OliverHayman 16 Oct 2023 21:59 UTC
4 points
−1
An important part of the paper that I think is easily missed, and useful for people doing work on distances between reward vectors:

There is some existing literature on defining distances between reward functions (e.g., see Gleave et. al.). However, all proposed distances are only pseudometrics.

A bit about distance functions:
Commonly, two reward functions are defined to be the same (e.g., see Skalse et. al.) if they’re equivalent up to scaling the reward function and introducing potential shaping.
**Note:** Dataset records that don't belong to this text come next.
//! Logging initialization for the command line tool.

use std::fs::OpenOptions;
use std::io::{self, IsTerminal};

use tracing_subscriber::{
    EnvFilter, Layer, Registry,
    fmt::{self, format::FmtSpan, writer::BoxMakeWriter},
    layer::SubscriberExt,
    util::SubscriberInitExt,
};

use crate::config::{LogFormat, LoggingConfig};

type BoxedLayer = Box<dyn Layer<Registry> + Send + Sync>;

/// Initialize the global tracing subscriber from configuration.
pub fn init(config: &LoggingConfig) -> Result<(), LoggingError> {
    let filter = EnvFilter::try_new(&config.level)
        .map_err(|e| LoggingError::InvalidFilter(e.to_string()))?;
    let (writer, ansi) = writer(config)?;

    let layer = fmt::layer()
        .with_target(config.target)
        .with_span_events(FmtSpan::NONE)
        .with_writer(writer);
    let layer: BoxedLayer = match (config.format, config.timestamps) {
        (LogFormat::Text, true) => layer.with_ansi(ansi).boxed(),
        (LogFormat::Text, false) => layer.with_ansi(ansi).without_time().boxed(),
        (LogFormat::Json, true) => layer.json().boxed(),
        (LogFormat::Json, false) => layer.json().without_time().boxed(),
    };

    tracing_subscriber::registry()
        .with(layer)
        .with(filter)
        .try_init()
        .map_err(|e| LoggingError::Init(e.to_string()))
}

/// The configured writer, and whether it may receive ANSI colors.
fn writer(config: &LoggingConfig) -> Result<(BoxMakeWriter, bool), LoggingError> {
    match config.output.as_str() {
        "stdout" => Ok((
            BoxMakeWriter::new(io::stdout),
            config.color && io::stdout().is_terminal(),
        )),
        "stderr" => Ok((
            BoxMakeWriter::new(io::stderr),
            config.color && io::stderr().is_terminal(),
        )),
        path => {
            let file = OpenOptions::new()
                .create(true)
                .append(true)
                .open(path)
                .map_err(|e| LoggingError::FileOpen(path.to_string(), e))?;
            Ok((BoxMakeWriter::new(file), false))
        }
    }
}

/// Errors that can occur during logging initialization.
#[derive(Debug)]
pub enum LoggingError {
    /// Invalid log filter string.
    InvalidFilter(String),
    /// Failed to open log file.
    FileOpen(String, io::Error),
    /// A global subscriber was already installed.
    Init(String),
}

impl std::fmt::Display for LoggingError {
    fn fmt(&self, f: &mut std::fmt::Formatter<'_>) -> std::fmt::Result {
        match self {
            LoggingError::InvalidFilter(msg) => write!(f, "Invalid log filter: {msg}"),
            LoggingError::FileOpen(path, e) => {
                write!(f, "Failed to open log file '{path}': {e}")
            }
            LoggingError::Init(msg) => write!(f, "Failed to install logger: {msg}"),
        }
    }
}

impl std::error::Error for LoggingError {}
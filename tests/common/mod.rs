//! Shared fixtures: document trees written to temporary directories.

#![allow(dead_code)]

use std::path::{Path, PathBuf};

use tempfile::TempDir;
use wit_canon::Project;
use wit_canon::loader::load_dirs;

// =============================================================================
// Documents
// =============================================================================

/// `ns:geo@1.0.0` with the `shapes` interface.
pub const GEO_SHAPES: &str = r#"{
    "package": "ns:geo@1.0.0",
    "items": [
        { "kind": "interface", "name": "shapes", "items": [
            { "kind": "record", "name": "point",
              "fields": [{ "name": "x", "type": "s32" }, { "name": "y", "type": "s32" }] },
            { "kind": "variant", "name": "shape", "cases": [
                { "name": "circle", "type": { "tuple": ["point", "f32"] } },
                { "name": "polygon", "type": { "list": "point" } },
                { "name": "empty" }
            ]},
            { "kind": "func", "name": "area", "params": [{ "name": "s", "type": "shape" }],
              "results": ["f64"] }
        ]}
    ]
}"#;

/// A second file of the same package adding the `colors` interface.
pub const GEO_COLORS: &str = r#"{
    "package": "ns:geo@1.0.0",
    "items": [
        { "kind": "interface", "name": "colors", "items": [
            { "kind": "enum", "name": "color", "cases": ["red", "green", "blue"] },
            { "kind": "flags", "name": "channels", "flags": ["r", "g", "b", "a"] }
        ]}
    ]
}"#;

/// `ns:app` using `ns:geo` through a qualified `use`, with a world.
pub const APP: &str = r#"{
    "package": "ns:app",
    "items": [
        { "kind": "interface", "name": "canvas", "items": [
            { "kind": "use", "from": "ns:geo/shapes@1.0.0", "names": [{ "name": "point" }] },
            { "kind": "use", "from": "ns:geo/colors@1.0.0", "names": [{ "name": "color", "as": "paint" }] },
            { "kind": "type", "name": "stroke", "type": { "list": "point" } },
            { "kind": "resource", "name": "surface",
              "constructor": { "params": [{ "name": "width", "type": "u32" }] },
              "methods": [
                  { "name": "draw", "params": [{ "name": "path", "type": "stroke" },
                                               { "name": "with", "type": "paint" }] },
                  { "name": "title", "results": ["string"] }
              ]},
            { "kind": "func", "name": "blank", "results": [{ "own": "surface" }] },
            { "kind": "func", "name": "describe",
              "params": [{ "name": "s", "type": { "borrow": "surface" } }],
              "results": [{ "result": { "ok": "string", "err": "u32" } }] }
        ]},
        { "kind": "world", "name": "painter", "items": [
            { "kind": "import", "interface": "canvas" },
            { "kind": "import", "name": "log", "func": { "params": [{ "name": "msg", "type": "string" }] } },
            { "kind": "export", "name": "run", "func": { "results": ["u32"] } }
        ]}
    ]
}"#;

// =============================================================================
// Helpers
// =============================================================================

/// A temporary source tree.
pub struct SourceTree {
    pub dir: TempDir,
}

impl SourceTree {
    pub fn new() -> Self {
        Self {
            dir: TempDir::new().unwrap(),
        }
    }

    /// Write `content` to `relative`, creating parent directories.
    pub fn write(&self, relative: &str, content: &str) -> PathBuf {
        let path = self.dir.path().join(relative);
        if let Some(parent) = path.parent() {
            std::fs::create_dir_all(parent).unwrap();
        }
        std::fs::write(&path, content).unwrap();
        path
    }

    pub fn path(&self, relative: &str) -> PathBuf {
        self.dir.path().join(relative)
    }

    pub fn root(&self) -> &Path {
        self.dir.path()
    }
}

/// The geo package (two files) plus the app package, loaded.
pub fn geo_and_app() -> (SourceTree, Project) {
    let tree = SourceTree::new();
    tree.write("deps/geo/shapes.json", GEO_SHAPES);
    tree.write("deps/geo/colors.json", GEO_COLORS);
    tree.write("app/app.json", APP);
    let project = load_dirs([tree.path("deps/geo"), tree.path("app")], "json").unwrap();
    (tree, project)
}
By the latter, I mean that two reward functions are the same if one is $R$ and the other is of the form $R + γ * Φ (next state) - Φ (current state)$ for some function $Φ$ and discount $γ$ . This is because in Ng. et. al. it is shown these make up all reward vectors that we know give the same optimal policy as the original reward across all environments (with the same state/action space).
This leads us to the following important claim:

Projecting reward vectors onto $Ω$ and taking the angle between them is a perfect distance metric according to these desiderata.

Why: It can easily be shown it’s a metric, provided it’s well-defined with the equivalence relation. It can also be shown that the locus of reward functions that give the same projection as $R$ onto $Ω$ is exactly the set of potential-shaped reward functions. Then the claim pretty clearly follows.

In particular, this seems like the most natural “true” reward metric, and I’m not sure any other “true” metrics have even been proposed before this.
- Oliver Sourbut 17 Oct 2023 10:21 UTC
  1 point
  0
  Parent
  I remarked on this claim ~~while the paper was in review~~ when I was asked to give some feedback on the paper [it’s still under official review I think]. Some of the earlier proposed metrics are in fact full metrics in the relevant sense, provided they have full coverage on the reward space. e.g. STARC distances are metrics on the quotient space of reward functions by the equivalences, aren’t they, if the distance metric has full coverage? (Which is the same as what this project-then-take-angle metric is.) In particular, I think the angle relates 1-1 with the L2 distance on a suitably canonicalised unit ball from STARC/EPIC.
  - OliverHayman 17 Oct 2023 12:20 UTC
    2 points
    0
    Parent
    You’re right. For some reason, I thought EPIC was a pseudometric on the quotient space and not on the full reward space.
    
    I think this makes the thing I’m saying much less useful.
    - Oliver Sourbut 17 Oct 2023 21:03 UTC
      2 points
      0
      Parent
      I still think this is an important point, and I’ve been thinking there should be a bloggy write-up of the maths in this area on LW/AF! Maybe you (or I, or Jacek, or Charlie, or Joar, or whoever...) could make that happen.
      
      The original EPIC definition, and the STARC defs, can be satisfied while yielding only a pseudometric on the quotient space. But they also include many full (quotient) metrics, and the (kinda default?) L2 choice (assuming full-support weighting) yields a full metric.